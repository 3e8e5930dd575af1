//! # Data Explorer entry point
//!
//! ```text
//! main()
//!   ├─> Parse CLI arguments (clap)
//!   ├─> Resolve config (file → env → flags), init logging
//!   ├─> Build the tool host around one shared registry
//!   └─> Run the subcommand (default: serve JSON-RPC on stdio)
//! ```

#![warn(clippy::all, rust_2018_idioms)]
#![expect(clippy::print_stdout, clippy::print_stderr)]

mod cli;

use anyhow::Result;
use clap::Parser as _;
use data_explorer::logging::{self, LoggingOptions};

#[tokio::main]
async fn main() -> Result<()> {
    let cli = cli::Cli::parse();
    let config = cli.resolve_config();
    config.validate()?;

    logging::init(&LoggingOptions {
        file_logging: config.file_logging,
        log_dir: config.log_dir.clone(),
    })?;
    tracing::debug!("Effective config: {config:?}");

    let host = data_explorer::build_host(&config);
    let command = cli.command.unwrap_or(cli::Commands::Serve);
    cli::run_command(host, &config, cli.config.as_deref(), command).await
}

┄┄┄┄┄┄┄┄┄┄┄┄┄┄┄┄┄┄┄┄

» **What you have to do**:
Whenever the string "clap" shows up in a line of the entries, copy that line.

» **Answer for the task**:
//!   ├─> Parse CLI arguments (clap)
use clap::Parser as _;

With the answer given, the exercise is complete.